> **EXERCISE MATERIALS**:
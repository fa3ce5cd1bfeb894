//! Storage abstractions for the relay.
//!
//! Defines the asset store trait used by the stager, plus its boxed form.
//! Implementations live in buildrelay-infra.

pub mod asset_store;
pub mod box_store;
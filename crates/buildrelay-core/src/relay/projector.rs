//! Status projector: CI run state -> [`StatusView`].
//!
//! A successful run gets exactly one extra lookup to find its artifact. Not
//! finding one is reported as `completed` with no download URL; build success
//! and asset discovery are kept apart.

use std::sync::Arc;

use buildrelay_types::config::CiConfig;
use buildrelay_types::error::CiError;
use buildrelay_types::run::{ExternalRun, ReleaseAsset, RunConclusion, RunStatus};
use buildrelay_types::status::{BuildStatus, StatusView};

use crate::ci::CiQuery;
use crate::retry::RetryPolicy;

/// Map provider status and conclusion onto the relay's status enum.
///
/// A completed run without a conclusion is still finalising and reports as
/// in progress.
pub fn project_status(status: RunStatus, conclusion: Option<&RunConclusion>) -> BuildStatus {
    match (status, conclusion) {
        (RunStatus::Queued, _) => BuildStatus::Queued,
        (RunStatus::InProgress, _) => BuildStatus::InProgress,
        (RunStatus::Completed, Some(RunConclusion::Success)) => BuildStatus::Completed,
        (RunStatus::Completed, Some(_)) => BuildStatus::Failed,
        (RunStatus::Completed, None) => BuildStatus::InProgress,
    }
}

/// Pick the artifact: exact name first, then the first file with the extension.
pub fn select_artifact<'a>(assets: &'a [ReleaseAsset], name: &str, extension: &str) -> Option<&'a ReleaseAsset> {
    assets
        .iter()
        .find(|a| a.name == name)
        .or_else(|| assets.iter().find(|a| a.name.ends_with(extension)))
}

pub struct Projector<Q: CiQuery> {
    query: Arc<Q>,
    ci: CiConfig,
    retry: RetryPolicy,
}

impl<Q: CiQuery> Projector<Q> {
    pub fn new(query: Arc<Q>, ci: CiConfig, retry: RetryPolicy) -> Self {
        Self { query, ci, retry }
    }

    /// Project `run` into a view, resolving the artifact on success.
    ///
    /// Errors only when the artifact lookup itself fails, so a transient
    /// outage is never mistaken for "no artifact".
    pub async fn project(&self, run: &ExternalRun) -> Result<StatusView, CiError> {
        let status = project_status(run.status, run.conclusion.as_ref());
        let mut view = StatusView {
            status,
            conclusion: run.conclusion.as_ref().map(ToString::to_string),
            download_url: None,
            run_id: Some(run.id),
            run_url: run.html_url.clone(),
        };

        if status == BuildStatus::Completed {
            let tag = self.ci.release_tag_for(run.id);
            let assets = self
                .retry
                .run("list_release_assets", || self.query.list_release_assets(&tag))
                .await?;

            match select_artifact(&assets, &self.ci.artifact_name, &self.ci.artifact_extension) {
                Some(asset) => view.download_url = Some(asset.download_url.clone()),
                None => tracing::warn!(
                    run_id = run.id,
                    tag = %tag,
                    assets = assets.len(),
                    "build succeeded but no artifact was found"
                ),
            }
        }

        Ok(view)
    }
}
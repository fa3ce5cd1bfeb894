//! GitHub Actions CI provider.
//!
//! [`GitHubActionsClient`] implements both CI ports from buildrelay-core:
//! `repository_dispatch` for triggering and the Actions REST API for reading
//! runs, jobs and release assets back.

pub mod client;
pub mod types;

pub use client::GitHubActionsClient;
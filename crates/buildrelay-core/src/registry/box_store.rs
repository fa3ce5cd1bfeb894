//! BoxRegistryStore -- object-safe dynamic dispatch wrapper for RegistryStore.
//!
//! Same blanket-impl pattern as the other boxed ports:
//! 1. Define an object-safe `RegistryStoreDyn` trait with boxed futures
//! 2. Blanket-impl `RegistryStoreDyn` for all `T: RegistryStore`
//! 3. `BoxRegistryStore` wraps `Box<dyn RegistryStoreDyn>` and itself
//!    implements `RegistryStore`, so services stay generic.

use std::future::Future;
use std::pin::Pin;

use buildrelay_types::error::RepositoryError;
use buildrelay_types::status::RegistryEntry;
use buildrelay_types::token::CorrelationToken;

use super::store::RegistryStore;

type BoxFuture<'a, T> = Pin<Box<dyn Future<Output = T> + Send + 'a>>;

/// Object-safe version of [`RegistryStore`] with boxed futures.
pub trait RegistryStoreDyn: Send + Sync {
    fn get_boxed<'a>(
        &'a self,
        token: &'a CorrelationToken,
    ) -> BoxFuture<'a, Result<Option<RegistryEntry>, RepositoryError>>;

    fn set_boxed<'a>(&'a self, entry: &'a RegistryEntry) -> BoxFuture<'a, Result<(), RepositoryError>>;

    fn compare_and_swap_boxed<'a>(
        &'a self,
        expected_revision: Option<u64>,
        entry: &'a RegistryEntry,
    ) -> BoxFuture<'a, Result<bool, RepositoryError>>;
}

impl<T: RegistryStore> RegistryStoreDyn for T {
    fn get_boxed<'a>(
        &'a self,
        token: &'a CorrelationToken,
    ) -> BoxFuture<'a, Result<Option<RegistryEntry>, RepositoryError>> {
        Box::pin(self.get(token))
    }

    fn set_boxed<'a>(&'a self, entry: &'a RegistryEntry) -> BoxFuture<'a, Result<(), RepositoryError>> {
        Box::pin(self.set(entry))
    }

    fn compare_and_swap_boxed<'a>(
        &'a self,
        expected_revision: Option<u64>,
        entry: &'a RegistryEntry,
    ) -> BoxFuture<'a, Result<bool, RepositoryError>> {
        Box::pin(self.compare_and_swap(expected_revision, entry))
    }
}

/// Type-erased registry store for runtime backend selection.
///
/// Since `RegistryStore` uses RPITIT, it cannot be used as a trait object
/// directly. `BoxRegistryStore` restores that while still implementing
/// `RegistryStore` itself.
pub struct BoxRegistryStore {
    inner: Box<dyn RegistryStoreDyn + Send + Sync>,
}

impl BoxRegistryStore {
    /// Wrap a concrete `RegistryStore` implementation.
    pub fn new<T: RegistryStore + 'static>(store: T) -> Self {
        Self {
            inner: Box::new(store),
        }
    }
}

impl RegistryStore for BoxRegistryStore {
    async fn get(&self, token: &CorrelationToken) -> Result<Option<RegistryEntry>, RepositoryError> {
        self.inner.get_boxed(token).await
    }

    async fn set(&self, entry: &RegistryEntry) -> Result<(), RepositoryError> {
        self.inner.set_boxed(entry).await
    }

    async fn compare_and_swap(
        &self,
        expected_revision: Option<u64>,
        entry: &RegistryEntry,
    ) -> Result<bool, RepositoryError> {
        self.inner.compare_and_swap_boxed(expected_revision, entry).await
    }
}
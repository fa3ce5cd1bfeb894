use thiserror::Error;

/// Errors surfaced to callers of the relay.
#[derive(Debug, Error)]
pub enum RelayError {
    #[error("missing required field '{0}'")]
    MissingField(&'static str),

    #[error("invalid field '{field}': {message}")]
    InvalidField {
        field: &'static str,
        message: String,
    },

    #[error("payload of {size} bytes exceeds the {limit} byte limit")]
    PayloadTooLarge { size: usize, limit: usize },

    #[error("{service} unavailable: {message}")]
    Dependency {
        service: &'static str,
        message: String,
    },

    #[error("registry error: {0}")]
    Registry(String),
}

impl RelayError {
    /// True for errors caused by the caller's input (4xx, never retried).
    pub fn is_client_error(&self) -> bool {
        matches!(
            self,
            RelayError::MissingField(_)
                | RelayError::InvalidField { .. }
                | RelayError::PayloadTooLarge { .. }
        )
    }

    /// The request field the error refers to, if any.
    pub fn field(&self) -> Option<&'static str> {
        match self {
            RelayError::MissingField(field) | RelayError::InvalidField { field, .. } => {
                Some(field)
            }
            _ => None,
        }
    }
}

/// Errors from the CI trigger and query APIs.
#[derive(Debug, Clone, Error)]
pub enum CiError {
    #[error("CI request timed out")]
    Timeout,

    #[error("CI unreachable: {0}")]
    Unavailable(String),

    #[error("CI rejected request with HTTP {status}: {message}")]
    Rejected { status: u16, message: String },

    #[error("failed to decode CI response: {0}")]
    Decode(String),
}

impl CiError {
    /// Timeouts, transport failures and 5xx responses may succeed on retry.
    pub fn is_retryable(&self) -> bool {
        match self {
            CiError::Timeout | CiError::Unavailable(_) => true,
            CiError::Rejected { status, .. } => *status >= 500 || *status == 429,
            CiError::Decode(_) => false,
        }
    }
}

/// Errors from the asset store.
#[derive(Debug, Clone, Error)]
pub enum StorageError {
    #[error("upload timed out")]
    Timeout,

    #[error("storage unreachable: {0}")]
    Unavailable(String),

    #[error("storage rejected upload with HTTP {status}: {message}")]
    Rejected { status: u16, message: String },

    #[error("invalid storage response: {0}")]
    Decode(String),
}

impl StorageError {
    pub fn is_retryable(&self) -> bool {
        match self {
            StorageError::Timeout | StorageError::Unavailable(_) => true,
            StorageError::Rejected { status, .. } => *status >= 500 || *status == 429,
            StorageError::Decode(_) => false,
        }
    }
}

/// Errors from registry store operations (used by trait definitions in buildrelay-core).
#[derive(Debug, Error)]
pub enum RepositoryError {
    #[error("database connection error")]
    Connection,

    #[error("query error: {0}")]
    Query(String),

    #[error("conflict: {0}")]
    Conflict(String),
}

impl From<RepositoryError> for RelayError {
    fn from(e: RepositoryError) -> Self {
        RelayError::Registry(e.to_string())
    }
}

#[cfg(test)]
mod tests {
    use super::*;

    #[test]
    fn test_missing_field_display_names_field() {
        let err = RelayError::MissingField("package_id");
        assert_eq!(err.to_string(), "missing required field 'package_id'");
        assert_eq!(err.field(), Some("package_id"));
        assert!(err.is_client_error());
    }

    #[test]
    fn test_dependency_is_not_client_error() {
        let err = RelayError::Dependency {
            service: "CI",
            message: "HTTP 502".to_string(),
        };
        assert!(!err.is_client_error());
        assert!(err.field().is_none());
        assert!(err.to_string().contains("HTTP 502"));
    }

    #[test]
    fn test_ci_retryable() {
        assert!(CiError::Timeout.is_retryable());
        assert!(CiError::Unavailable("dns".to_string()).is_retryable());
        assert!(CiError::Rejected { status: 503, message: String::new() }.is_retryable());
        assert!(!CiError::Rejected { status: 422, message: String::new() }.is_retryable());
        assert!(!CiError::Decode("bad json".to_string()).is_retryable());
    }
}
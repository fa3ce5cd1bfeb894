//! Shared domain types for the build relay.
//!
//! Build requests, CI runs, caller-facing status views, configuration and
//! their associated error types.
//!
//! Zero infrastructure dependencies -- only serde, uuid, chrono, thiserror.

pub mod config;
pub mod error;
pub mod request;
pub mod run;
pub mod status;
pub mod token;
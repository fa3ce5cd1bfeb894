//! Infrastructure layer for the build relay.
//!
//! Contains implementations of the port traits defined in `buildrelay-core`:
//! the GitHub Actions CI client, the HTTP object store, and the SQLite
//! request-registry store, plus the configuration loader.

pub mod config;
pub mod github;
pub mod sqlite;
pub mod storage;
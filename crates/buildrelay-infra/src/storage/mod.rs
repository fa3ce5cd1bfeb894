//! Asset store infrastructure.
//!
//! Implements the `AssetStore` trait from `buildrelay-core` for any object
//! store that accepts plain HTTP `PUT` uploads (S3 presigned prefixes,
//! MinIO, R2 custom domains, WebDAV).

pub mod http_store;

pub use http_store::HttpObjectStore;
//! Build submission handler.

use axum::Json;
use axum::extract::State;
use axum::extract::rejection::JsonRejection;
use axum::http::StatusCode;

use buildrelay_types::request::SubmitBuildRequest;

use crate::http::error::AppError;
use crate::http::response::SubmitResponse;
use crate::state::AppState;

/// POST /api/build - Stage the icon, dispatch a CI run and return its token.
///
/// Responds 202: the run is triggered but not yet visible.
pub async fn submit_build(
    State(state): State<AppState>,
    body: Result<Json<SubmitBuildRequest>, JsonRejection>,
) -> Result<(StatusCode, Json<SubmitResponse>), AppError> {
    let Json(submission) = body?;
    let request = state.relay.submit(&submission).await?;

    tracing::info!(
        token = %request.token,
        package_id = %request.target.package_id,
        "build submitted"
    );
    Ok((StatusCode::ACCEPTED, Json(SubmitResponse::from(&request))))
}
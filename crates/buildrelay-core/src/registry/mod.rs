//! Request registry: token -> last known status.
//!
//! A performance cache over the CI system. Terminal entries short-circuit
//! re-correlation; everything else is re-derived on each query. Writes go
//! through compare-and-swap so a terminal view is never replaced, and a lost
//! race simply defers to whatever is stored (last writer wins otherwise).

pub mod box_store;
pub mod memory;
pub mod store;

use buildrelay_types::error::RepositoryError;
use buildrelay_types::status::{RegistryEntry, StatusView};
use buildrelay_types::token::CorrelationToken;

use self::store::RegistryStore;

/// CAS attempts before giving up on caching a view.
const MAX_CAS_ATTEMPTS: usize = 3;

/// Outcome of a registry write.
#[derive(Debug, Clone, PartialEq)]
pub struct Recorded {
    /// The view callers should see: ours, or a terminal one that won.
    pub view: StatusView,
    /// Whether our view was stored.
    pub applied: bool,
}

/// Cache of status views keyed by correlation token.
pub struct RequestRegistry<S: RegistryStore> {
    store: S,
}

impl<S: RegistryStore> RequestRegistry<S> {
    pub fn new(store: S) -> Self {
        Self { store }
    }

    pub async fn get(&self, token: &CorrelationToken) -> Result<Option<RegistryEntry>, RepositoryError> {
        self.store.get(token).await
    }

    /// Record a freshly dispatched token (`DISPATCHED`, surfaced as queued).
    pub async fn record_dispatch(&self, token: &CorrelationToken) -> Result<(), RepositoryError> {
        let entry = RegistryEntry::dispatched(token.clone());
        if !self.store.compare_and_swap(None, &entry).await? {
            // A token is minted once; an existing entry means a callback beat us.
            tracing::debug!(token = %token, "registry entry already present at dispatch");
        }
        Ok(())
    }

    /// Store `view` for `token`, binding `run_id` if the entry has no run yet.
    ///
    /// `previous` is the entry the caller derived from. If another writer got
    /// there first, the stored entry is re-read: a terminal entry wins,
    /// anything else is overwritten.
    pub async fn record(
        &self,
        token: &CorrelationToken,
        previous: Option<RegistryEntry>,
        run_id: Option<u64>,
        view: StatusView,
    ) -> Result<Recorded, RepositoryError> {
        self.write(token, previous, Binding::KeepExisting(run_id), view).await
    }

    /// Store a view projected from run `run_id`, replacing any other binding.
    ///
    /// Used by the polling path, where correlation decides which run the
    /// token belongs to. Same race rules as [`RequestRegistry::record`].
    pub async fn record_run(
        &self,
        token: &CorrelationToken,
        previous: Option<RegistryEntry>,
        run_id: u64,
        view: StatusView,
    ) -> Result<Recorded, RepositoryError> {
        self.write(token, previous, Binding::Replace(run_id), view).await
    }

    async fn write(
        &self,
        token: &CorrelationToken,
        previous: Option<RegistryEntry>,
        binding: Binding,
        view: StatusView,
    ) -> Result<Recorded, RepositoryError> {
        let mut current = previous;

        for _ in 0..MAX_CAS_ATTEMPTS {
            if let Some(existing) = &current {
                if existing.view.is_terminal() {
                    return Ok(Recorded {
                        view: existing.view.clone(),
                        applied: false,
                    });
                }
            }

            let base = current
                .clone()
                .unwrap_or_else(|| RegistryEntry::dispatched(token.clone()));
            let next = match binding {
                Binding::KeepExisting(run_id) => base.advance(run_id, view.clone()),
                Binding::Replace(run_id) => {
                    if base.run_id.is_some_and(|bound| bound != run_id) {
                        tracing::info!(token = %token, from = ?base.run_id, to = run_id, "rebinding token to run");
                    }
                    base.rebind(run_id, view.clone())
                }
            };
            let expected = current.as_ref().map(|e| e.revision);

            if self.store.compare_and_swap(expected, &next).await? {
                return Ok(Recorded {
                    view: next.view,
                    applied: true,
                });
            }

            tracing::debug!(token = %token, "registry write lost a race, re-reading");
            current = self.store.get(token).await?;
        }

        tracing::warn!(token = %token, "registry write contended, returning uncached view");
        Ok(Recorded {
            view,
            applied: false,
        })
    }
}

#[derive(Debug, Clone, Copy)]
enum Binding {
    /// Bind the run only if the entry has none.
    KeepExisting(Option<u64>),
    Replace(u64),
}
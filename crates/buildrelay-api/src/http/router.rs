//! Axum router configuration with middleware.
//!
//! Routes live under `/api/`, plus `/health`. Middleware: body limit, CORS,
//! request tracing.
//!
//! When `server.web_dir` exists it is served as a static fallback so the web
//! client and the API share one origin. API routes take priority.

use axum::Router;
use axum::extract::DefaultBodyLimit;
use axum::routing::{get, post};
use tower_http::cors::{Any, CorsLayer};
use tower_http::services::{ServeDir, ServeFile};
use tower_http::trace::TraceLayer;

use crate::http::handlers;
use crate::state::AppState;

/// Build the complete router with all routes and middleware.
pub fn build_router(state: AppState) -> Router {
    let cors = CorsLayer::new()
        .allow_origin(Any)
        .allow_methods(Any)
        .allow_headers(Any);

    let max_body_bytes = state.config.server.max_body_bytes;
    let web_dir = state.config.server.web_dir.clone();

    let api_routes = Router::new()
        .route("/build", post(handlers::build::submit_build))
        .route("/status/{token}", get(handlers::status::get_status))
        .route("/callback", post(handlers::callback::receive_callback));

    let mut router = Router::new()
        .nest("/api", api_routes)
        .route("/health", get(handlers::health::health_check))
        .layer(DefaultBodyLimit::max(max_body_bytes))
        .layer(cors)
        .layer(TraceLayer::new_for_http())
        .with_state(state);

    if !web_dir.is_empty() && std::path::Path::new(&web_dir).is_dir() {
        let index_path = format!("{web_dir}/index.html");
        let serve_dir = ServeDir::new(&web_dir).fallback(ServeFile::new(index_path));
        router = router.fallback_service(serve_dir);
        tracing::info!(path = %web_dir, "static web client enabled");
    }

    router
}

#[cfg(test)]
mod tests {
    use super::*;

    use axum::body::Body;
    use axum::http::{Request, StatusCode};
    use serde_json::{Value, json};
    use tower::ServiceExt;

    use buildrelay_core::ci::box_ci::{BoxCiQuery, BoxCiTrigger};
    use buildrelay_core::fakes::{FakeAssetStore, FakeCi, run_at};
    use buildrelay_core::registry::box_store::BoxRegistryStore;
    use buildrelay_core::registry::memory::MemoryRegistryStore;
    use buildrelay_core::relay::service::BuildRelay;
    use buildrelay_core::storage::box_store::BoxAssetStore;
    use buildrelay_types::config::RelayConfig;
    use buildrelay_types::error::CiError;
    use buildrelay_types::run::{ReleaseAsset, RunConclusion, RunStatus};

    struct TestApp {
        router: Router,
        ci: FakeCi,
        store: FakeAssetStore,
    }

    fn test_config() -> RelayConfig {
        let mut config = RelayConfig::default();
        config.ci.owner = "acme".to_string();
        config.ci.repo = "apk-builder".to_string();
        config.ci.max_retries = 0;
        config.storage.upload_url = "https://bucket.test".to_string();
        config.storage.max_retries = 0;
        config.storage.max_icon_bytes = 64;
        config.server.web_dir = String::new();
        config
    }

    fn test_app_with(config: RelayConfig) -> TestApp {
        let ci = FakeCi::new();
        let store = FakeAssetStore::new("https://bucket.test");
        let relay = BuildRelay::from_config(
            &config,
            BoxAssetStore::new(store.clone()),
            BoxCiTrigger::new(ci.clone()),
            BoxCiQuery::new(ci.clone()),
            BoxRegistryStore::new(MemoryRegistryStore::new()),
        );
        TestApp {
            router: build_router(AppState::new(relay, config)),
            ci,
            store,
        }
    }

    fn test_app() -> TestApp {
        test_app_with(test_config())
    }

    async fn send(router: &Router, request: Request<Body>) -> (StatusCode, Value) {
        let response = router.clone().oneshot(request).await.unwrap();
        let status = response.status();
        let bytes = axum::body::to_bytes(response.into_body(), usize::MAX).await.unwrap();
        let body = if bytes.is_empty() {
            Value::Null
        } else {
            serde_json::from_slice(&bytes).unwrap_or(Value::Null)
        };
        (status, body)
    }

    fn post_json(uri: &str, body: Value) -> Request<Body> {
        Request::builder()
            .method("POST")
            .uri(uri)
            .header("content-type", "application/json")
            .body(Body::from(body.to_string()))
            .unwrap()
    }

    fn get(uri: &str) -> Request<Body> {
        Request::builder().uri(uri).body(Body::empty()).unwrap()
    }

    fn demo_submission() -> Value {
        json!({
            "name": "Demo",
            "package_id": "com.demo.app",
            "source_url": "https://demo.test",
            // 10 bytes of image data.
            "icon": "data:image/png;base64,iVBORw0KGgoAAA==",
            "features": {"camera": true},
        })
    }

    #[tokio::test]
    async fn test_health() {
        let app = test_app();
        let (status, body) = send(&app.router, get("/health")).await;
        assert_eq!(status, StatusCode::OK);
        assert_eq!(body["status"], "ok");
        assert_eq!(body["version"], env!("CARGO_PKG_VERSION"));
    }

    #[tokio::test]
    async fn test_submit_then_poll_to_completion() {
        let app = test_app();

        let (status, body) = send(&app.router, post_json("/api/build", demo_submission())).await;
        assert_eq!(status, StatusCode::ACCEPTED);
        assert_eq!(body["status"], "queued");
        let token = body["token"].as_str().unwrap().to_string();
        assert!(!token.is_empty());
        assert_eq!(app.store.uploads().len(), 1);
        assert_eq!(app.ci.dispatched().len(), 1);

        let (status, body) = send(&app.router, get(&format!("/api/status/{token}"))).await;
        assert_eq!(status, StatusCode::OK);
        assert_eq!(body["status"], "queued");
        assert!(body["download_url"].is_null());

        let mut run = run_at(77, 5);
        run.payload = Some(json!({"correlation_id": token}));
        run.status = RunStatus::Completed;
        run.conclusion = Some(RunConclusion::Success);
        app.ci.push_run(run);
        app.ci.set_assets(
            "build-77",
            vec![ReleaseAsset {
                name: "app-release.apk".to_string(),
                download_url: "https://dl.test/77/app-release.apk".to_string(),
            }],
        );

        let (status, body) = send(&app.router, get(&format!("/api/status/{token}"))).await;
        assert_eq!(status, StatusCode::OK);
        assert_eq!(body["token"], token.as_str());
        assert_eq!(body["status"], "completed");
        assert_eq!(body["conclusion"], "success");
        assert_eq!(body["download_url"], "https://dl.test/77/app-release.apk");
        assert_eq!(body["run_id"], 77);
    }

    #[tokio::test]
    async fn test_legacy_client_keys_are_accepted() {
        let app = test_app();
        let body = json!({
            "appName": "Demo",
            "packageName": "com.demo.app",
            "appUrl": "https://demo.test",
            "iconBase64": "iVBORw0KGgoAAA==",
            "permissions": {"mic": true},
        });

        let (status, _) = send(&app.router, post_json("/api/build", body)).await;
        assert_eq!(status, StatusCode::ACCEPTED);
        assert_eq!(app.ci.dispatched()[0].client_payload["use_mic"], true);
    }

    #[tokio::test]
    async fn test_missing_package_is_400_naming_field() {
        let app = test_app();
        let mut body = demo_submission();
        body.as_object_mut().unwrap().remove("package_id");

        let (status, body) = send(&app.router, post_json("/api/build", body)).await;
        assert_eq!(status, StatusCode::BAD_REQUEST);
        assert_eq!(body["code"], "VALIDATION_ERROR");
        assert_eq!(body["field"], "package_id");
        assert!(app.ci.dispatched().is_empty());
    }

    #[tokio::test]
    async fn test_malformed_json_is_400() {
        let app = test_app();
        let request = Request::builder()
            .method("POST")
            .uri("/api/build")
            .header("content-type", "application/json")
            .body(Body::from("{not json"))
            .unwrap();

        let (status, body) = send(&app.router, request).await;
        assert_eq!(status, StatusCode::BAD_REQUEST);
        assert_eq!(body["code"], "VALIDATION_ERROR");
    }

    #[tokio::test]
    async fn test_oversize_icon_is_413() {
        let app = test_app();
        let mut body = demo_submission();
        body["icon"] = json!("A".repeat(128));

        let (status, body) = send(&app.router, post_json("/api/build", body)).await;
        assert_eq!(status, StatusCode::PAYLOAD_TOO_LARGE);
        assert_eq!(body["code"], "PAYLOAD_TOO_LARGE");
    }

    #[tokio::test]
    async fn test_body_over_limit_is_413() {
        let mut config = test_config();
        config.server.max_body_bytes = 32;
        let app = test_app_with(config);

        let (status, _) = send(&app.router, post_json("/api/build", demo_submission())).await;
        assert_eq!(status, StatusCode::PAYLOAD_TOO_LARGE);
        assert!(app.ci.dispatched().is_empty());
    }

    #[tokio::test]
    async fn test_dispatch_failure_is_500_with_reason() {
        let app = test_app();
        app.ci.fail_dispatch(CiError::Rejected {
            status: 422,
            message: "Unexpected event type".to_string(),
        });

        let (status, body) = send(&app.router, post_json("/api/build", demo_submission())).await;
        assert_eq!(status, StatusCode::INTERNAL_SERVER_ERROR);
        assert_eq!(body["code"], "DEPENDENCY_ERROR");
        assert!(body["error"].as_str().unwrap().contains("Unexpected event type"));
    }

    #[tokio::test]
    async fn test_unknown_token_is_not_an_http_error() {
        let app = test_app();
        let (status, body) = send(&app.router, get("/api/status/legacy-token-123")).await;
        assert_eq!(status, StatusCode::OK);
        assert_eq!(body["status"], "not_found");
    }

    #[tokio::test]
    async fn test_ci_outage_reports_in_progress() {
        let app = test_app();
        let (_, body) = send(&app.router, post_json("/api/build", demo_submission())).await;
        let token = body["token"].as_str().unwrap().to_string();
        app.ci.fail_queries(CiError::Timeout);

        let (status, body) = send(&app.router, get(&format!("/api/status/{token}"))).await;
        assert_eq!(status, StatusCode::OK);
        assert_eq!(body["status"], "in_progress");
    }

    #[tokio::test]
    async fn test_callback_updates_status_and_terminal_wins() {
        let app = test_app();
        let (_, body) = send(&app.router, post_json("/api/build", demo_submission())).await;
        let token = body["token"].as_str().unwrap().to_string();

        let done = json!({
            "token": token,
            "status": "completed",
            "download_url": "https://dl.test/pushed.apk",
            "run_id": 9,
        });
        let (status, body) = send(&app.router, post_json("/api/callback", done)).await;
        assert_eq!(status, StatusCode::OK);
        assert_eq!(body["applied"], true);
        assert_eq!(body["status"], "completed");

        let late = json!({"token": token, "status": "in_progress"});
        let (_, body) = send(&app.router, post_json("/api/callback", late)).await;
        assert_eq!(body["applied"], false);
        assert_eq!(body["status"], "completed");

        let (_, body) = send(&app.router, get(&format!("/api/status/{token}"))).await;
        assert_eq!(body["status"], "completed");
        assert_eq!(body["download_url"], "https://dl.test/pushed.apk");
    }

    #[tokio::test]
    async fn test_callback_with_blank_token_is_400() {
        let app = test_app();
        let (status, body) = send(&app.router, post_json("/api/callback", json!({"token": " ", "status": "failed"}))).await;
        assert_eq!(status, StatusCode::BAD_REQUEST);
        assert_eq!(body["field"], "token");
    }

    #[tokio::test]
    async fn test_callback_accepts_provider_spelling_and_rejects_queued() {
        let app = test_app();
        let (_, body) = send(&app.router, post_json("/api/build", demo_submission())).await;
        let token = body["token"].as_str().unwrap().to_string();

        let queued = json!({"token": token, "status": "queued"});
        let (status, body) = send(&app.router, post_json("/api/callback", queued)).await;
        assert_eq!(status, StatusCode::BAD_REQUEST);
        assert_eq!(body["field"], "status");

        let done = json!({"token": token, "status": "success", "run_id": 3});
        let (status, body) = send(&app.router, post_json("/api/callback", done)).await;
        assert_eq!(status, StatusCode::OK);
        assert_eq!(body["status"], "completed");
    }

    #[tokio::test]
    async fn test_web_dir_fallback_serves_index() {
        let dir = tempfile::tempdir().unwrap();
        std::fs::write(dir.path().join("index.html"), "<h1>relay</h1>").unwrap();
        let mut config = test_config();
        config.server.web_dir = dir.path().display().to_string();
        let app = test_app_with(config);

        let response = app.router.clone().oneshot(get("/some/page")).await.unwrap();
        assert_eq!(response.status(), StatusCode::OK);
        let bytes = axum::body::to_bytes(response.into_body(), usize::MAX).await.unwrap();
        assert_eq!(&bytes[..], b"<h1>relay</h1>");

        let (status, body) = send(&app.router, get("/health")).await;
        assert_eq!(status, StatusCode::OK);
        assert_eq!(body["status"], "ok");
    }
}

> **WHAT IS REQUIRED**: What is needed is an exact repetition of the lines from the first line of the records through the line containing "use crate::retry::RetryPolicy;", both ends included, and nothing more.

> **THE ANSWER**:
repository fa3ce5cd1bfeb894
//! Storage abstractions for the relay.
//!
//! Defines the asset store trait used by the stager, plus its boxed form.
//! Implementations live in buildrelay-infra.

pub mod asset_store;
pub mod box_store;
filename crates/buildrelay-core/src/relay/projector.rs
//! Status projector: CI run state -> [`StatusView`].
//!
//! A successful run gets exactly one extra lookup to find its artifact. Not
//! finding one is reported as `completed` with no download URL; build success
//! and asset discovery are kept apart.

use std::sync::Arc;

use buildrelay_types::config::CiConfig;
use buildrelay_types::error::CiError;
use buildrelay_types::run::{ExternalRun, ReleaseAsset, RunConclusion, RunStatus};
use buildrelay_types::status::{BuildStatus, StatusView};

use crate::ci::CiQuery;
use crate::retry::RetryPolicy;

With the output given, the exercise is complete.